With an 8-2 record over their last 10 games, and a three game win streak entering the All-Star break, the New York Mets are the hottest team in the National League. They have scored seven or more runs four separate times in that span, and the offense has become the engine of the team’s success. The season line of the team is still sub-par and sub-.500, but this stretch gives everyone some hope about the team going forward.
After severely dropping payroll the past several offseasons, the Mets finally shelled out a few dollars, bringing in Bartolo Colon and Curtis Granderson. After tough starts to their Mets career, particularly for Granderson, the pair finally began to play up to expectations. Perennial team MVP David Wright has also awoken once again from his on-and-off slumber, giving the team something resembling a major league offense for the first time all year.

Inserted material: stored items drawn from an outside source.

//
// Admin surface
//
// Role-gated management of users, bans, the OAuth client registry and the
// audit logs. Every state change writes an admin-log row; bans additionally
// trigger a full OAuth revocation for the target. The role gates answer
// 404, never 403.
use chrono::NaiveDateTime;
use rocket::serde::json::Json;
use rocket::Route;

use crate::{
    api::{api_ok, api_success, JsonResult},
    cache::USER_CACHE,
    db::models::{AdminLog, NewOauthClient, OauthClient, OauthClientId, User, UserId, UserLog, UserRole},
    db::DbConn,
    auth::{AdminHeaders, SuperAdminHeaders},
    oauth,
};

pub fn routes() -> Vec<Route> {
    routes![
        list_users,
        get_user,
        ban_user,
        unban_user,
        set_role,
        delete_user,
        list_clients,
        create_client,
        regenerate_client_secret,
        toggle_client,
        delete_client,
        admin_logs,
        user_logs,
        cache_stats,
    ]
}

const LOG_PAGE_SIZE: i64 = 200;

#[get("/users?<search>")]
async fn list_users(search: Option<String>, _headers: AdminHeaders, conn: DbConn) -> JsonResult {
    let users = match search.as_deref() {
        Some(term) if !term.trim().is_empty() => User::search(term.trim(), &conn).await,
        _ => User::get_all(&conn).await,
    };

    let entries: Vec<_> = users.iter().map(User::to_admin_json).collect();
    Ok(api_success(json!(entries)))
}

#[get("/users/<user_id>")]
async fn get_user(user_id: UserId, _headers: AdminHeaders, conn: DbConn) -> JsonResult {
    match User::find_by_id(user_id, &conn).await {
        Some(user) => Ok(api_success(user.to_admin_json())),
        None => err_code!("User not found", "USER_NOT_FOUND", 404),
    }
}

#[derive(Deserialize)]
#[serde(rename_all = "camelCase")]
struct BanData {
    reason: Option<String>,
    /// Absent means a permanent ban.
    unban_at: Option<NaiveDateTime>,
}

/// Banning revokes every OAuth artifact of the target. In-flight session
/// bearers die at the next request through the ban gate.
#[post("/users/<user_id>/ban", data = "<data>")]
async fn ban_user(user_id: UserId, data: Json<BanData>, headers: AdminHeaders, conn: DbConn) -> JsonResult {
    let data = data.into_inner();

    let mut user = match User::find_by_id(user_id, &conn).await {
        Some(user) => user,
        None => err_code!("User not found", "USER_NOT_FOUND", 404),
    };

    // Admins cannot ban their peers or betters.
    if user.role() >= headers.role {
        err_code!("Cannot ban a user of equal or higher role", "ACCESS_DENIED", 403);
    }

    user.set_ban(data.reason.clone(), headers.user.id, data.unban_at);
    user.save(&conn).await?;
    USER_CACHE.invalidate(user_id);

    oauth::revoke_user(user_id, &conn).await?;

    AdminLog::log(
        headers.user.id,
        "ban-user",
        Some(user_id),
        json!({
            "reason": data.reason,
            "unbanAt": data.unban_at.as_ref().map(crate::util::format_naive_datetime),
            "ip": headers.ip.to_string(),
        }),
        &conn,
    )
    .await;

    Ok(api_ok())
}

#[post("/users/<user_id>/unban")]
async fn unban_user(user_id: UserId, headers: AdminHeaders, conn: DbConn) -> JsonResult {
    let mut user = match User::find_by_id(user_id, &conn).await {
        Some(user) => user,
        None => err_code!("User not found", "USER_NOT_FOUND", 404),
    };

    user.clear_ban();
    user.save(&conn).await?;
    USER_CACHE.invalidate(user_id);

    AdminLog::log(headers.user.id, "unban-user", Some(user_id), json!({}), &conn).await;

    Ok(api_ok())
}

#[derive(Deserialize)]
struct RoleData {
    role: String,
}

/// Role changes take a super-admin.
#[post("/users/<user_id>/role", data = "<data>")]
async fn set_role(user_id: UserId, data: Json<RoleData>, headers: SuperAdminHeaders, conn: DbConn) -> JsonResult {
    let data = data.into_inner();

    let role = match data.role.as_str() {
        "regular" => UserRole::Regular,
        "admin" => UserRole::Admin,
        "super-admin" => UserRole::SuperAdmin,
        _ => err_code!("Unknown role", "INTERNAL_ERROR", 400),
    };

    let mut user = match User::find_by_id(user_id, &conn).await {
        Some(user) => user,
        None => err_code!("User not found", "USER_NOT_FOUND", 404),
    };

    if user.id == headers.user.id {
        err_code!("Cannot change your own role", "ACCESS_DENIED", 403);
    }

    user.role = role as i32;
    user.save(&conn).await?;
    USER_CACHE.invalidate(user_id);

    AdminLog::log(
        headers.user.id,
        "set-role",
        Some(user_id),
        json!({"role": role.as_str(), "ip": headers.ip.to_string()}),
        &conn,
    )
    .await;

    Ok(api_ok())
}

#[delete("/users/<user_id>")]
async fn delete_user(user_id: UserId, headers: AdminHeaders, conn: DbConn) -> JsonResult {
    let user = match User::find_by_id(user_id, &conn).await {
        Some(user) => user,
        None => err_code!("User not found", "USER_NOT_FOUND", 404),
    };

    if user.role() >= headers.role {
        err_code!("Cannot delete a user of equal or higher role", "ACCESS_DENIED", 403);
    }

    let email = user.email.clone();
    oauth::revoke_user(user_id, &conn).await?;
    user.delete(&conn).await?;
    USER_CACHE.invalidate(user_id);

    AdminLog::log(headers.user.id, "delete-user", Some(user_id), json!({"email": email}), &conn).await;

    Ok(api_ok())
}

//
// OAuth client registry
//

#[get("/clients")]
async fn list_clients(_headers: AdminHeaders, conn: DbConn) -> JsonResult {
    let clients = OauthClient::get_all(&conn).await;
    let entries: Vec<_> = clients.iter().map(OauthClient::to_json).collect();
    Ok(api_success(json!(entries)))
}

#[derive(Deserialize)]
#[serde(rename_all = "camelCase")]
struct CreateClientData {
    name: String,
    description: Option<String>,
    redirect_uri: String,
}

/// The client secret appears once, in this response, and never again.
#[post("/clients", data = "<data>")]
async fn create_client(data: Json<CreateClientData>, headers: AdminHeaders, conn: DbConn) -> JsonResult {
    let data = data.into_inner();

    if data.name.trim().is_empty() {
        err_code!("Client name cannot be empty", "INTERNAL_ERROR", 400);
    }

    match url::Url::parse(&data.redirect_uri) {
        Ok(url) if url.scheme() == "https" || url.scheme() == "http" => {}
        _ => err_code!("redirect_uri must be an absolute http(s) URL", "INTERNAL_ERROR", 400),
    }

    let NewOauthClient {
        mut client,
        plaintext_secret,
    } = OauthClient::new(data.name, data.description.unwrap_or_default(), data.redirect_uri)?;
    client.save(&conn).await?;

    AdminLog::log(headers.user.id, "create-client", None, json!({"clientId": client.client_id}), &conn).await;

    let mut entry = client.to_json();
    entry["clientSecret"] = json!(plaintext_secret);
    Ok(api_success(entry))
}

#[post("/clients/<client_id>/regenerate-secret")]
async fn regenerate_client_secret(client_id: OauthClientId, headers: AdminHeaders, conn: DbConn) -> JsonResult {
    let mut client = match OauthClient::find_by_id(&client_id, &conn).await {
        Some(client) => client,
        None => err_code!("Client not found", "NOT_FOUND", 404),
    };

    let plaintext_secret = client.regenerate_secret()?;
    client.save(&conn).await?;

    AdminLog::log(headers.user.id, "regenerate-client-secret", None, json!({"clientId": client_id}), &conn).await;

    Ok(api_success(json!({"clientSecret": plaintext_secret})))
}

#[derive(Deserialize)]
struct ToggleData {
    enabled: bool,
}

/// Disabling a client cascade-revokes everything it holds.
#[post("/clients/<client_id>/toggle", data = "<data>")]
async fn toggle_client(
    client_id: OauthClientId,
    data: Json<ToggleData>,
    headers: AdminHeaders,
    conn: DbConn,
) -> JsonResult {
    let data = data.into_inner();

    let mut client = match OauthClient::find_by_id(&client_id, &conn).await {
        Some(client) => client,
        None => err_code!("Client not found", "NOT_FOUND", 404),
    };

    client.enabled = data.enabled;
    client.save(&conn).await?;

    if !data.enabled {
        oauth::revoke_client(&client_id, &conn).await?;
    }

    AdminLog::log(
        headers.user.id,
        "toggle-client",
        None,
        json!({"clientId": client_id, "enabled": data.enabled}),
        &conn,
    )
    .await;

    Ok(api_ok())
}

#[delete("/clients/<client_id>")]
async fn delete_client(client_id: OauthClientId, headers: SuperAdminHeaders, conn: DbConn) -> JsonResult {
    let client = match OauthClient::find_by_id(&client_id, &conn).await {
        Some(client) => client,
        None => err_code!("Client not found", "NOT_FOUND", 404),
    };

    // Revoke first so no token survives the registry row.
    oauth::revoke_client(&client_id, &conn).await?;
    client.delete(&conn).await?;

    AdminLog::log(headers.user.id, "delete-client", None, json!({"clientId": client_id}), &conn).await;

    Ok(api_ok())
}

//
// Audit logs
//

#[get("/logs/admin")]
async fn admin_logs(_headers: AdminHeaders, conn: DbConn) -> JsonResult {
    let logs = AdminLog::find_recent(LOG_PAGE_SIZE, &conn).await;
    let entries: Vec<_> = logs.iter().map(AdminLog::to_json).collect();
    Ok(api_success(json!(entries)))
}

#[get("/logs/users/<user_id>")]
async fn user_logs(user_id: UserId, _headers: AdminHeaders, conn: DbConn) -> JsonResult {
    let logs = UserLog::find_by_user(user_id, LOG_PAGE_SIZE, &conn).await;
    let entries: Vec<_> = logs.iter().map(UserLog::to_json).collect();
    Ok(api_success(json!(entries)))
}

/// User-cache health, mostly for operators chasing coherence bugs.
#[get("/cache/stats")]
fn cache_stats(_headers: AdminHeaders) -> JsonResult {
    Ok(api_success(USER_CACHE.stats().to_json()))
}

One of the bigger things to watch for the New York Mets throughout the year was how well their younger players developed. Last year, Matt Harvey proved he could be the team’s ace for years to come, despite suffering an elbow injury that cost him the entire 2014 season. This year, Zack Wheeler was the one to check out in the rotation, and Noah Syndergaard the big name in the minors, to see if they could continue to improve and give the Mets some assurances going into 2015. While Wheeler has been up and down, he really has been solid overall. He is definitely showing new applications of his pitches this year, and his strikeout-to-walk ratio has improved.
Syndergaard, still in Triple-A, recently pitched in the Futures Game. While most expected him to make the major league jump sometime during summer, as Wheeler and Harvey did each of the past two years, the team has hinted that he may not be recalled at all. Syndergaard has struggled a bit this year, his first in Triple-A, but it should be noted that his league and park are both hitters’ havens. He has also suffered a few minor injuries. In any case, it has been the harshest year of Syndergaard’s young professional career, but it is definitely no reason to drop expectations of the young man just yet. By 2015, all of these eggs should be hatched, delivering three healthy young arms ready to carry the team.

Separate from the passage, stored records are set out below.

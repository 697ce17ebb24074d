mod log;
mod oauth_client;
mod oauth_grant;
mod oauth_token;
mod qr_login;
mod user;
mod verification;

pub use self::log::{AdminLog, UserLog};
pub use self::oauth_client::{NewOauthClient, OauthClient, OauthClientId};
pub use self::oauth_grant::OauthGrant;
pub use self::oauth_token::{AccessToken, AuthorizationCode, RefreshToken};
pub use self::qr_login::{QrLoginStatus, QrLoginToken};
pub use self::user::{NewUser, User, UserId, UserRole};
pub use self::verification::{CodeIntent, OneShotToken, VerificationCode};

Travis d’Arnaud might have commiserated with Syndergaard about having a tough year when he was demoted to the minors for about three weeks in June. Since his return, however, the team and fans have to be ecstatic with the results d’Arnaud has gotten. Already complimented for his work behind the plate, d’Arnaud was demoted because he was hitting worse than some pitchers around the league. That has completely flipped, though, and d’Arnaud has an OPS of .863 since his return. He has also bumped his season batting average 37 points in only 16 games.
For the second half, the New York Mets have a dilemma. They need to keep hitting like they have been of late to keep winning games. However, they do not have the offensive depth to do it, unless every one of Wright, Granderson, d’Arnaud, Lucas Duda and Daniel Murphy all stay hot. That is an awfully long time to depend so heavily on a group like that when the team is getting little in the lineup behind them.

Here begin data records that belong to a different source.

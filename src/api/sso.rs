//
// Microsoft federation routes
//
// Browser-facing: the login/link kickoffs and the provider callback
// redirect; JSON: the pending-link preview, confirmation and unlink.
use rocket::http::CookieJar;
use rocket::response::Redirect;
use rocket::serde::json::Json;
use rocket::Route;

use crate::{
    api::{api_ok, api_success, JsonResult},
    auth::{self, Headers},
    db::models::UserLog,
    db::DbConn,
    sso::{self, SsoAction, SsoOutcome},
    storage, CONFIG,
};

pub fn routes() -> Vec<Route> {
    routes![microsoft_login, microsoft_link, microsoft_callback, pending_link, confirm_link, unlink]
}

/// Kick off a federated sign-in.
#[get("/microsoft/login")]
async fn microsoft_login() -> Result<Redirect, crate::error::Error> {
    let url = sso::authorize_url(SsoAction::Login, None).await?;
    Ok(Redirect::to(url.to_string()))
}

/// Kick off linking the signed-in account to a Microsoft identity.
#[get("/microsoft/link")]
async fn microsoft_link(headers: Headers) -> Result<Redirect, crate::error::Error> {
    let url = sso::authorize_url(SsoAction::Link, Some(headers.user.id)).await?;
    Ok(Redirect::to(url.to_string()))
}

/// The provider redirects the browser back here. Every outcome ends in a
/// redirect; errors land on the login page with an error code the
/// front-end can display.
#[get("/microsoft/callback?<code>&<state>&<error>")]
async fn microsoft_callback(
    code: Option<String>,
    state: Option<String>,
    error: Option<String>,
    jar: &CookieJar<'_>,
    conn: DbConn,
) -> Redirect {
    if let Some(error) = error {
        warn!("Microsoft sign-in returned an error: {error}");
        return Redirect::to(format!("{}/login?error=ACCESS_DENIED", CONFIG.domain));
    }

    let (Some(code), Some(state)) = (code, state) else {
        return Redirect::to(format!("{}/login?error=INVALID_TOKEN", CONFIG.domain));
    };

    match sso::callback(&state, &code, &conn).await {
        Ok(SsoOutcome::LoggedIn(user_id)) => {
            UserLog::log(user_id, "login-microsoft", json!({}), &conn).await;
            auth::set_session_cookie(jar, auth::mint_session(user_id));
            Redirect::to(format!("{}/", CONFIG.domain))
        }
        Ok(SsoOutcome::Linked(user_id)) => {
            UserLog::log(user_id, "link-microsoft", json!({}), &conn).await;
            Redirect::to(format!("{}/account", CONFIG.domain))
        }
        Ok(SsoOutcome::PendingLink(token)) => {
            Redirect::to(format!("{}/account/link?token={}", CONFIG.domain, token))
        }
        Err(e) => {
            warn!("Microsoft callback failed: {}", e.message());
            Redirect::to(format!("{}/login?error={}", CONFIG.domain, e.error_code()))
        }
    }
}

/// Preview data for the link-confirmation page.
#[get("/pending-link?<token>")]
async fn pending_link(token: String, conn: DbConn) -> JsonResult {
    let pending = match sso::pending_link(&token) {
        Some(pending) => pending,
        None => err_code!("Unknown or expired link confirmation", "INVALID_TOKEN", 400),
    };

    let user = match crate::db::models::User::find_by_id(pending.user_id, &conn).await {
        Some(user) => user,
        None => err_code!("User not found", "USER_NOT_FOUND", 404),
    };

    let microsoft_avatar = if pending.avatar_bytes.is_empty() {
        String::new()
    } else {
        storage::data_url(&pending.avatar_bytes)
    };

    Ok(api_success(json!({
        "username": user.username,
        "userAvatar": user.resolved_avatar(),
        "microsoftName": pending.display_name,
        "microsoftAvatar": microsoft_avatar,
    })))
}

#[derive(Deserialize)]
struct ConfirmLinkData {
    token: String,
}

/// Confirms a pending link and signs the user in.
#[post("/confirm-link", data = "<data>")]
async fn confirm_link(
    data: Json<ConfirmLinkData>,
    session: Option<Headers>,
    jar: &CookieJar<'_>,
    conn: DbConn,
) -> JsonResult {
    let data = data.into_inner();
    let session_user = session.map(|headers| headers.user.id);

    let user_id = sso::confirm_link(&data.token, session_user, &conn).await?;

    UserLog::log(user_id, "link-microsoft", json!({"via": "pending-link"}), &conn).await;

    auth::set_session_cookie(jar, auth::mint_session(user_id));
    Ok(api_ok())
}

/// Removes the federation facet from the signed-in account.
#[post("/unlink")]
async fn unlink(headers: Headers, conn: DbConn) -> JsonResult {
    sso::unlink(headers.user.id, &conn).await?;

    UserLog::log(headers.user.id, "unlink-microsoft", json!({}), &conn).await;

    Ok(api_ok())
}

The front office would likely – and wisely – be opposed to trading away any major young talent for what still remains an outside shot at the playoffs. Chris Young has not been the bat the Mets expected, so the team would really benefit from a right-handed platoon player to complement Duda, or an upgrade at shortstop over Ruben Tejada. The New York Mets will look to keep the pressure on the rest of the National League East when they open the second half with six straight games on the West Coast. Whether the recent excitement over the team will be rewarded remains to be seen.